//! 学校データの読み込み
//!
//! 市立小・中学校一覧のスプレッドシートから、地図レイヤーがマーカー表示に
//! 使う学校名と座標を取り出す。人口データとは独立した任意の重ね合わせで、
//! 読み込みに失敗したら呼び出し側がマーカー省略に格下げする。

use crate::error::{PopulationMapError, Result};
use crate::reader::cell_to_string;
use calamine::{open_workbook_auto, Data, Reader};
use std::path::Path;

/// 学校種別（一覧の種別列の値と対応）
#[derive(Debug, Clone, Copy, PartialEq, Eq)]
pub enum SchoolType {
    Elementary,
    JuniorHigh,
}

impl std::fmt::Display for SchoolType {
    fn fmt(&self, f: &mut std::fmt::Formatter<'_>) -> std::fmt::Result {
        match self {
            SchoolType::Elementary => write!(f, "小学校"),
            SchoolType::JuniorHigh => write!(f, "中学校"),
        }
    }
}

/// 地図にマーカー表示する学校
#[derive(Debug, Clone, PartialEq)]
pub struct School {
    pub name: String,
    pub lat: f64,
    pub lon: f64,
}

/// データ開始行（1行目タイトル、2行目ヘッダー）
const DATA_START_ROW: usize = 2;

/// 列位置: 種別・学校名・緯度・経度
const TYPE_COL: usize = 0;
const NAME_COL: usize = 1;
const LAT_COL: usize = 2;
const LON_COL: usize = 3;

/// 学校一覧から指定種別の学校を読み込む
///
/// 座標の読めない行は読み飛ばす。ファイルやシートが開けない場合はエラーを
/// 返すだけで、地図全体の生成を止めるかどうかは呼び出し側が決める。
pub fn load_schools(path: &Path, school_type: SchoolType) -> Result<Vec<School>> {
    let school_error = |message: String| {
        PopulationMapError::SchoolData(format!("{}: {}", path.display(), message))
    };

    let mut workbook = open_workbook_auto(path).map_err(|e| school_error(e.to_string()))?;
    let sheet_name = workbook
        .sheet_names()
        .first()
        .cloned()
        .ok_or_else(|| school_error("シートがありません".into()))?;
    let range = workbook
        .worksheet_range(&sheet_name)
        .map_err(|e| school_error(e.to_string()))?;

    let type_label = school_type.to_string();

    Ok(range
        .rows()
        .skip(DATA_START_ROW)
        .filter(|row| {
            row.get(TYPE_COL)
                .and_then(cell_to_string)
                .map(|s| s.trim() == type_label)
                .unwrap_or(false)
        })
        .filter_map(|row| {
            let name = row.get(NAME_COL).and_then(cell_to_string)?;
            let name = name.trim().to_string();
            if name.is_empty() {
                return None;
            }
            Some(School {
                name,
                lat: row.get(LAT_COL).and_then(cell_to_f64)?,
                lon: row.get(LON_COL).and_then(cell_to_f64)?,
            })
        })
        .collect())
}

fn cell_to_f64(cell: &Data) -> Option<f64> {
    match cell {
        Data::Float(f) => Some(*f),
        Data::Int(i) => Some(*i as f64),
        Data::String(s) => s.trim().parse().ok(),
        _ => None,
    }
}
################
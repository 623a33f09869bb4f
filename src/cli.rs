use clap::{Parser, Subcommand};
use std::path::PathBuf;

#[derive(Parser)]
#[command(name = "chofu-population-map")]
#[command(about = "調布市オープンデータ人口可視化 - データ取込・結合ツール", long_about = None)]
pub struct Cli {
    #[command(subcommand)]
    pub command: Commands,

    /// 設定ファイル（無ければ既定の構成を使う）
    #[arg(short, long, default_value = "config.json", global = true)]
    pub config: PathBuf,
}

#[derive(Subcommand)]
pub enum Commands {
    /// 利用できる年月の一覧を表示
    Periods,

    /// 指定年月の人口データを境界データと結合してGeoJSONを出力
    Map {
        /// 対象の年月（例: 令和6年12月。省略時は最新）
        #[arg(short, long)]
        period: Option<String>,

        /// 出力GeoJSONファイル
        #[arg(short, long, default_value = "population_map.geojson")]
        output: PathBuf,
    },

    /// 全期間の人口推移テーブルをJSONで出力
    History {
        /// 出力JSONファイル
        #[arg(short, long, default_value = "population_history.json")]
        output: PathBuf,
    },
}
################
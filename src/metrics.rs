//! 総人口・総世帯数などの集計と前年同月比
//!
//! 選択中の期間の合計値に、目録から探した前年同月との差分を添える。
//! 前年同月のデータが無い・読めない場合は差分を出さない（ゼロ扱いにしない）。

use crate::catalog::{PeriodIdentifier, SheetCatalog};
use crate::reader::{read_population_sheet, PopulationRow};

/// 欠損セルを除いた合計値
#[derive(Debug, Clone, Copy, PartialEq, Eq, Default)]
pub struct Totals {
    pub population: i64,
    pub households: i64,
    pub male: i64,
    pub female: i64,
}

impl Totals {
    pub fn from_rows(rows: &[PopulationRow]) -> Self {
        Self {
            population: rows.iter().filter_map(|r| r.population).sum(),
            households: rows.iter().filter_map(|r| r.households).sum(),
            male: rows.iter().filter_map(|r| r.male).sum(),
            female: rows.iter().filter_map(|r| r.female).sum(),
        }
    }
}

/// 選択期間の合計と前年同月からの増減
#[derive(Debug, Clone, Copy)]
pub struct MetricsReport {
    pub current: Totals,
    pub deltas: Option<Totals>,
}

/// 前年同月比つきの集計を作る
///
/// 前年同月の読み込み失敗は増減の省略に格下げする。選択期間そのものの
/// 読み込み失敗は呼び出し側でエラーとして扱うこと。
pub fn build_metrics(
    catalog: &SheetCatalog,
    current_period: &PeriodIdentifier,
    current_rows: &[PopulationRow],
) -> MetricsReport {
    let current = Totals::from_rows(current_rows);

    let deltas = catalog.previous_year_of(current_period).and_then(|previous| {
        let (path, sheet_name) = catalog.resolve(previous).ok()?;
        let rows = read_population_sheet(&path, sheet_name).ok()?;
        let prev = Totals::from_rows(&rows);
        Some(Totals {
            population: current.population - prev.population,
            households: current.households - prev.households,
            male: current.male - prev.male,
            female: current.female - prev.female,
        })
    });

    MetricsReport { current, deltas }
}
################
• [Exercise details]
Show me all lines in the records that contain "message".

• [Finished task]
    let school_error = |message: String| {
        PopulationMapError::SchoolData(format!("{}: {}", path.display(), message))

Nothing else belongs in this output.